— Assignment —
Check every line of the data and copy the ones where "FileIO" appears.

(Stored items)

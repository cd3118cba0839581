//! Locate the disk regions of the image, trusting snapshots left by the boot
//! stage before deriving them from the filesystem.

use crate::disk::Partition;
use crate::error::{Error, Result};
use crate::exfat::{self, ExFAT};
use crate::extent;
use crate::io::std::FileIO;
use crate::location::RegionList;
use crate::platform::Platform;
use crate::record::{FilesystemKind, ParamRecord};
use crate::source::phymem::{DevMem, PhysicalMemory};
use crate::source::FirmwareTable;

pub trait LocationSource {
    fn name(&self) -> &str;
    /// `None` when the source has nothing to offer for this record
    fn try_resolve(&mut self, record: &ParamRecord) -> Result<Option<RegionList>>;
}

/// Image location copied by the boot stage into physical memory
pub struct PhysMemSnapshot<M> {
    memory: M,
}

impl<M: PhysicalMemory> PhysMemSnapshot<M> {
    pub fn new(memory: M) -> Self {
        Self { memory }
    }
}

impl<M: PhysicalMemory> LocationSource for PhysMemSnapshot<M> {
    fn name(&self) -> &str {
        "physical memory snapshot"
    }

    fn try_resolve(&mut self, record: &ParamRecord) -> Result<Option<RegionList>> {
        if !record.has_snapshot() {
            return Ok(None);
        }
        let (address, length) = (record.snapshot_address(), record.snapshot_length());
        debug!("Image location at physical memory 0x{:x} length {}", address, length);
        let bytes = self.memory.read(address, length as usize)?;
        RegionList::parse(&bytes).map(Some)
    }
}

/// Image location appended to the firmware table, sized by the table's own record
pub struct FirmwareTableSnapshot {
    table: FirmwareTable,
}

impl FirmwareTableSnapshot {
    pub fn new(table: FirmwareTable) -> Self {
        Self { table }
    }
}

impl LocationSource for FirmwareTableSnapshot {
    fn name(&self) -> &str {
        "firmware table snapshot"
    }

    fn try_resolve(&mut self, _: &ParamRecord) -> Result<Option<RegionList>> {
        match self.table.snapshot()? {
            Some(bytes) => RegionList::parse(&bytes).map(Some),
            None => Ok(None),
        }
    }
}

/// Derive the location from the cluster chain of the image on an exFAT partition
pub struct LiveExFAT {
    platform: Platform,
    disk: String,
}

impl LiveExFAT {
    pub fn new(platform: &Platform, disk: &str) -> Self {
        Self { platform: platform.clone(), disk: disk.to_string() }
    }
}

impl LocationSource for LiveExFAT {
    fn name(&self) -> &str {
        "exFAT filesystem"
    }

    fn try_resolve(&mut self, record: &ParamRecord) -> Result<Option<RegionList>> {
        let kind = record.filesystem_kind();
        if kind != FilesystemKind::ExFAT {
            return Err(Error::UnsupportedFilesystem(kind));
        }
        let partition = Partition::new(&self.platform, &self.disk, record.partition_index());
        debug!("Mount {} read-only", partition.device.display());
        let io = FileIO::open(&partition.device)?;
        let mut filesystem = ExFAT::new(io)?;
        let path = record.image_path();
        let node = filesystem.lookup(&path)?;
        if node.is_directory() {
            return Err(Error::ExFAT(exfat::Error::NotFound));
        }
        debug!("Image {} of {} bytes on cluster {}", path, node.data_length(), node.first_cluster());
        let list = extent::extract(&mut filesystem.chain(&node), node.data_length(), partition.offset())?;
        Ok(Some(list))
    }
}

pub struct LocationResolver {
    sources: Vec<Box<dyn LocationSource>>,
}

impl LocationResolver {
    pub fn new(sources: Vec<Box<dyn LocationSource>>) -> Self {
        Self { sources }
    }

    pub fn platform(platform: &Platform, disk: &str) -> Self {
        let table = FirmwareTable::new(platform.acpi_table(crate::source::acpi::FIRMWARE_TABLE_SIGNATURE));
        Self::new(vec![
            Box::new(PhysMemSnapshot::new(DevMem::new(&platform.memory))),
            Box::new(FirmwareTableSnapshot::new(table)),
            Box::new(LiveExFAT::new(platform, disk)),
        ])
    }

    pub fn resolve(&mut self, record: &ParamRecord) -> Result<RegionList> {
        let mut last_error = None;
        for source in self.sources.iter_mut() {
            debug!("Get image location by {}", source.name());
            let list = match source.try_resolve(record) {
                Ok(Some(list)) => list,
                Ok(None) => continue,
                Err(e) => {
                    warn!("Failed to get image location by {}: {}", source.name(), e);
                    last_error = Some(e);
                    continue;
                }
            };
            if !list.has_identity() {
                warn!("Image location by {} corrupted", source.name());
                last_error = Some(Error::Corrupted("image location"));
                continue;
            }
            debug!("{} regions by {}", list.regions().len(), source.name());
            return Ok(list);
        }
        Err(last_error.unwrap_or(Error::LocationNotFound))
    }
}

#[cfg(test)]
mod test {
    use std::fs;

    use super::*;
    use crate::disk::test::sys_tree;
    use crate::exfat::image;
    use crate::location::{LinearTable, Region};
    use crate::record::test::sample;
    use crate::source::phymem::test::FakeMemory;

    struct Fixed(Result<Option<RegionList>>);

    impl LocationSource for Fixed {
        fn name(&self) -> &str {
            "fixed"
        }

        fn try_resolve(&mut self, _: &ParamRecord) -> Result<Option<RegionList>> {
            match &self.0 {
                Ok(list) => Ok(list.clone()),
                Err(Error::UnsupportedFilesystem(kind)) => Err(Error::UnsupportedFilesystem(*kind)),
                Err(_) => Err(Error::Corrupted("fixed")),
            }
        }
    }

    fn list(disk_start: u64) -> RegionList {
        RegionList::new(vec![Region { image_start: 0, image_count: 4, disk_start }])
    }

    fn foreign() -> RegionList {
        let mut bytes = list(1).to_bytes();
        bytes[0] ^= 0xFF;
        RegionList::parse(&bytes).unwrap()
    }

    #[test]
    fn test_priority() {
        let mut resolver = LocationResolver::new(vec![
            Box::new(Fixed(Ok(None))),
            Box::new(Fixed(Ok(Some(list(100))))),
            Box::new(Fixed(Ok(Some(list(200))))),
        ]);
        assert_eq!(resolver.resolve(&sample()).unwrap(), list(100));
    }

    #[test]
    fn test_corrupted_skipped() {
        let mut resolver = LocationResolver::new(vec![
            Box::new(Fixed(Ok(Some(foreign())))),
            Box::new(Fixed(Err(Error::Corrupted("short")))),
            Box::new(Fixed(Ok(Some(list(200))))),
        ]);
        assert_eq!(resolver.resolve(&sample()).unwrap(), list(200));

        let mut resolver = LocationResolver::new(vec![Box::new(Fixed(Ok(Some(foreign()))))]);
        assert!(matches!(resolver.resolve(&sample()), Err(Error::Corrupted(_))));
    }

    #[test]
    fn test_exhausted() {
        let mut resolver = LocationResolver::new(vec![Box::new(Fixed(Ok(None)))]);
        assert!(matches!(resolver.resolve(&sample()), Err(Error::LocationNotFound)));

        let kind = FilesystemKind::NTFS;
        let mut resolver = LocationResolver::new(vec![
            Box::new(Fixed(Err(Error::UnsupportedFilesystem(kind)))),
            Box::new(Fixed(Ok(None))),
        ]);
        assert!(matches!(resolver.resolve(&sample()), Err(Error::UnsupportedFilesystem(FilesystemKind::NTFS))));
    }

    #[test]
    fn test_physical_memory_snapshot() {
        let bytes = list(300).to_bytes();
        let record = sample().with_snapshot(0x7FF00000, bytes.len() as u32);
        let mut source = PhysMemSnapshot::new(FakeMemory(vec![(0x7FF00000, bytes)]));
        assert_eq!(source.try_resolve(&record).unwrap(), Some(list(300)));
        assert_eq!(source.try_resolve(&sample()).unwrap(), None);

        // Length too short for the header
        let record = sample().with_snapshot(0x7FF00000, 8);
        assert!(matches!(source.try_resolve(&record), Err(Error::Corrupted(_))));
    }

    #[test]
    fn test_unsupported_filesystem() {
        let dir = tempfile::tempdir().unwrap();
        let platform = Platform::rooted(dir.path());
        let record = ParamRecord::new([0u8; 16], 1 << 30, 1, FilesystemKind::NTFS, "/a.iso", 1);
        let mut source = LiveExFAT::new(&platform, "sdb");
        assert!(matches!(source.try_resolve(&record), Err(Error::UnsupportedFilesystem(FilesystemKind::NTFS))));
    }

    #[test]
    fn test_live_exfat() {
        let dir = tempfile::tempdir().unwrap();
        let record = sample();
        sys_tree(dir.path(), &record, &image::sample());
        let platform = Platform::rooted(dir.path());
        // No snapshot anywhere, derived from the filesystem
        let mut resolver = LocationResolver::platform(&platform, "sdb");
        let list = resolver.resolve(&record).unwrap();
        let expected = [
            Region { image_start: 0, image_count: 3, disk_start: 2048 + 64 },
            Region { image_start: 3, image_count: 2, disk_start: 2048 + 104 },
        ];
        assert_eq!(list.regions(), &expected);

        let partition = Partition::new(&platform, "sdb", record.partition_index());
        let device = partition.device.display().to_string();
        let table = LinearTable { list: &list, device: &device, partition_start: partition.start };
        let expected = format!("0 12 linear {0} 64\n12 8 linear {0} 104\n", device);
        assert_eq!(table.to_string(), expected);
    }

    #[test]
    fn test_live_exfat_contiguous() {
        let dir = tempfile::tempdir().unwrap();
        let record = ParamRecord::new(sample().disk_identity(), 32 << 30, 1, FilesystemKind::ExFAT, "/iso/flat.bin", 0);
        sys_tree(dir.path(), &record, &image::sample());
        let platform = Platform::rooted(dir.path());
        let mut source = LiveExFAT::new(&platform, "sdb");
        let list = source.try_resolve(&record).unwrap().unwrap();
        // Cluster 30 at sector 32 + 28 * 4 of partition
        let expected = [Region { image_start: 0, image_count: 4, disk_start: 2048 + 144 }];
        assert_eq!(list.regions(), &expected);
    }

    #[test]
    fn test_firmware_table_snapshot_preferred() {
        let dir = tempfile::tempdir().unwrap();
        let record = sample();
        sys_tree(dir.path(), &record, &image::sample());
        let platform = Platform::rooted(dir.path());
        let location = list(4096).to_bytes();
        let mut table = vec![0u8; crate::source::acpi::ACPI_HEADER_SIZE];
        table.extend_from_slice(&record.with_snapshot(0, location.len() as u32).as_bytes());
        table.extend_from_slice(&location);
        fs::create_dir_all(&platform.acpi_tables).unwrap();
        fs::write(platform.acpi_table("VTOY"), table).unwrap();

        let mut resolver = LocationResolver::platform(&platform, "sdb");
        assert_eq!(resolver.resolve(&record).unwrap(), list(4096));
    }

    #[test]
    fn test_missing_image() {
        let dir = tempfile::tempdir().unwrap();
        let record = ParamRecord::new(sample().disk_identity(), 32 << 30, 1, FilesystemKind::ExFAT, "/missing.iso", 0);
        sys_tree(dir.path(), &record, &image::sample());
        let platform = Platform::rooted(dir.path());
        let mut resolver = LocationResolver::platform(&platform, "sdb");
        assert!(matches!(resolver.resolve(&record), Err(Error::ExFAT(exfat::Error::NotFound))));
    }
}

— Written answer —
use crate::io::std::FileIO;
        let io = FileIO::open(&partition.device)?;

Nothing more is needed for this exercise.